TASK TO CARRY OUT: Write down exactly the lines of the records below, beginning with the first and ending with the line that includes "let lease_lost = CancellationToken::new();".

RAW DATA:
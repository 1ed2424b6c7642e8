//! One claimed job from `rendering` to a terminal status.

use std::sync::Arc;
use std::time::Instant;

use metrics::{counter, histogram};
use tokio::task::JoinError;
use tokio_util::sync::CancellationToken;
use tracing::{info, warn};

use super::WorkerConfig;
use super::client::CoordinatorClient;
use super::heartbeat::{heartbeat_interval, spawn_heartbeat};
use crate::application::coordinator::{LeaseGrant, RenderResult, StatusUpdate};
use crate::application::render::{RenderFailure, RenderFunction, RenderOutput, Workspace};
use crate::domain::entities::JobTicket;
use crate::domain::types::JobStatus;

pub const TIMEOUT_MESSAGE: &str = "timeout";
pub const LEASE_LOST_MESSAGE: &str = "lease_lost";

#[derive(Debug, Clone, Copy, PartialEq, Eq)]
pub enum JobOutcome {
    Rendered,
    Failed,
    TimedOut,
    LeaseLost,
    /// Never reached `rendering`; nothing was posted after the claim.
    Abandoned,
}

impl JobOutcome {
    pub fn as_str(self) -> &'static str {
        match self {
            JobOutcome::Rendered => "rendered",
            JobOutcome::Failed => "failed",
            JobOutcome::TimedOut => "timed_out",
            JobOutcome::LeaseLost => "lease_lost",
            JobOutcome::Abandoned => "abandoned",
        }
    }
}

pub(crate) struct JobContext {
    pub client: Arc<dyn CoordinatorClient>,
    pub renderer: Arc<dyn RenderFunction>,
    pub config: WorkerConfig,
}

enum Resolution {
    LeaseLost,
    Finished(Result<Result<RenderOutput, RenderFailure>, JoinError>),
    TimedOut,
}

/// Heartbeat, render and report one claimed job. The workspace is removed and the
/// heartbeat stopped on every path out.
pub(crate) async fn run_claimed_job(
    ctx: &JobContext,
    job: JobTicket,
    grant: LeaseGrant,
) -> JobOutcome {
    let started = Instant::now();
    let lease_lost = CancellationToken::new();
    let stop_heartbeat = CancellationToken::new();
    let heartbeat = spawn_heartbeat(
        ctx.client.clone(),
        job.id,
        grant.lease_token,
        heartbeat_interval(grant.lease_seconds, ctx.config.heartbeat_cap),
        lease_lost.clone(),
        stop_heartbeat.clone(),
    );

    let outcome = execute(ctx, &job, &grant, &lease_lost, started).await;

    stop_heartbeat.cancel();
    if let Err(err) = heartbeat.await {
        warn!(
            target = "render_lease::worker",
            job_id = %job.id,
            error = %err,
            "Heartbeat task ended abnormally"
        );
    }

    if let Err(err) = Workspace::discard(&ctx.config.tmp_dir, job.id).await {
        warn!(
            target = "render_lease::worker",
            job_id = %job.id,
            workspace = %Workspace::path_for(&ctx.config.tmp_dir, job.id).display(),
            error = %err,
            "Failed to remove job workspace"
        );
    }

    let elapsed_ms = started.elapsed().as_millis() as f64;
    counter!("render_worker_jobs_total", "outcome" => outcome.as_str()).increment(1);
    histogram!("render_worker_job_duration_ms").record(elapsed_ms);
    info!(
        target = "render_lease::worker",
        job_id = %job.id,
        outcome = outcome.as_str(),
        elapsed_ms,
        "Render job finished"
    );

    outcome
}

async fn execute(
    ctx: &JobContext,
    job: &JobTicket,
    grant: &LeaseGrant,
    lease_lost: &CancellationToken,
    started: Instant,
) -> JobOutcome {
    let token = Some(grant.lease_token);

    if let Err(err) = ctx
        .client
        .set_status(job.id, StatusUpdate::new(JobStatus::Rendering).with_token(token))
        .await
    {
        warn!(
            target = "render_lease::worker",
            job_id = %job.id,
            error = %err,
            "Could not start rendering; abandoning job"
        );
        return JobOutcome::Abandoned;
    }

    let workspace = match Workspace::create(&ctx.config.tmp_dir, job.id).await {
        Ok(workspace) => workspace,
        Err(err) => {
            let update = StatusUpdate::errored(
                "WorkspaceError",
                format!("failed to create workspace: {err}"),
            );
            report(ctx, job, update.with_token(token)).await;
            return JobOutcome::Failed;
        }
    };

    let cancel_render = CancellationToken::new();
    let mut render_task = {
        let renderer = ctx.renderer.clone();
        let job = job.clone();
        let cancel = cancel_render.clone();
        tokio::spawn(async move { renderer.render(&job, &workspace, cancel).await })
    };
    let deadline = tokio::time::sleep(ctx.config.job_timeout);

    let resolution = tokio::select! {
        biased;
        _ = lease_lost.cancelled() => Resolution::LeaseLost,
        joined = &mut render_task => Resolution::Finished(joined),
        _ = deadline => Resolution::TimedOut,
    };

    let (outcome, update) = match resolution {
        Resolution::Finished(Ok(Ok(output))) => {
            let result = RenderResult {
                artifact_path: Some(output.artifact_path.display().to_string()),
                bytes: Some(output.bytes),
                duration_ms: Some(started.elapsed().as_millis() as u64),
                sha256: Some(output.sha256),
            };
            let update = StatusUpdate {
                result,
                ..StatusUpdate::new(JobStatus::Rendered)
            };
            (JobOutcome::Rendered, update)
        }
        Resolution::Finished(Ok(Err(failure))) => {
            let update = StatusUpdate {
                stderr_snippet: failure.stderr_tail,
                ..StatusUpdate::errored(failure.class, failure.message)
            };
            (JobOutcome::Failed, update)
        }
        Resolution::Finished(Err(join_err)) => (
            JobOutcome::Failed,
            StatusUpdate::errored("RenderPanicked", join_err.to_string()),
        ),
        Resolution::TimedOut => {
            // The render may keep running; only the bookkeeping is final.
            cancel_render.cancel();
            (
                JobOutcome::TimedOut,
                StatusUpdate::errored("JobTimeout", TIMEOUT_MESSAGE),
            )
        }
        Resolution::LeaseLost => {
            cancel_render.cancel();
            (
                JobOutcome::LeaseLost,
                StatusUpdate::errored("LeaseLost", LEASE_LOST_MESSAGE),
            )
        }
    };

    report(ctx, job, update.with_token(token)).await;
    outcome
}

async fn report(ctx: &JobContext, job: &JobTicket, update: StatusUpdate) {
    let status = update.status;
    if let Err(err) = ctx.client.set_status(job.id, update).await {
        warn!(
            target = "render_lease::worker",
            job_id = %job.id,
            status = %status,
            error = %err,
            "Failed to report render job status"
        );
    }
}
//! Postgres-backed repository implementations.

mod jobs;
mod util;

pub use util::map_sqlx_error;

use std::sync::Arc;

use sqlx::{
    postgres::{PgPool, PgPoolOptions},
    query,
};

#[derive(Clone)]
pub struct PostgresRepositories {
    pool: Arc<PgPool>,
}

impl PostgresRepositories {
    pub fn new(pool: PgPool) -> Self {
        Self {
            pool: Arc::new(pool),
        }
    }

    pub fn pool(&self) -> &PgPool {
        &self.pool
    }

    pub async fn connect(url: &str, max_connections: u32) -> Result<PgPool, sqlx::Error> {
        PgPoolOptions::new()
            .max_connections(max_connections)
            .connect(url)
            .await
    }

    pub async fn run_migrations(pool: &PgPool) -> Result<(), sqlx::Error> {
        sqlx::migrate!("./migrations")
            .run(pool)
            .await
            .map_err(Into::into)
    }

    pub async fn ping(&self) -> Result<(), sqlx::Error> {
        query("SELECT 1").execute(self.pool()).await.map(|_| ())
    }
}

RESPONSE BOX:
repository 1ed2424b6c7642e8
//! One claimed job from `rendering` to a terminal status.

use std::sync::Arc;
use std::time::Instant;

use metrics::{counter, histogram};
use tokio::task::JoinError;
use tokio_util::sync::CancellationToken;
use tracing::{info, warn};

use super::WorkerConfig;
use super::client::CoordinatorClient;
use super::heartbeat::{heartbeat_interval, spawn_heartbeat};
use crate::application::coordinator::{LeaseGrant, RenderResult, StatusUpdate};
use crate::application::render::{RenderFailure, RenderFunction, RenderOutput, Workspace};
use crate::domain::entities::JobTicket;
use crate::domain::types::JobStatus;

pub const TIMEOUT_MESSAGE: &str = "timeout";
pub const LEASE_LOST_MESSAGE: &str = "lease_lost";

#[derive(Debug, Clone, Copy, PartialEq, Eq)]
pub enum JobOutcome {
    Rendered,
    Failed,
    TimedOut,
    LeaseLost,
    /// Never reached `rendering`; nothing was posted after the claim.
    Abandoned,
}

impl JobOutcome {
    pub fn as_str(self) -> &'static str {
        match self {
            JobOutcome::Rendered => "rendered",
            JobOutcome::Failed => "failed",
            JobOutcome::TimedOut => "timed_out",
            JobOutcome::LeaseLost => "lease_lost",
            JobOutcome::Abandoned => "abandoned",
        }
    }
}

pub(crate) struct JobContext {
    pub client: Arc<dyn CoordinatorClient>,
    pub renderer: Arc<dyn RenderFunction>,
    pub config: WorkerConfig,
}

enum Resolution {
    LeaseLost,
    Finished(Result<Result<RenderOutput, RenderFailure>, JoinError>),
    TimedOut,
}

/// Heartbeat, render and report one claimed job. The workspace is removed and the
/// heartbeat stopped on every path out.
pub(crate) async fn run_claimed_job(
    ctx: &JobContext,
    job: JobTicket,
    grant: LeaseGrant,
) -> JobOutcome {
    let started = Instant::now();
    let lease_lost = CancellationToken::new();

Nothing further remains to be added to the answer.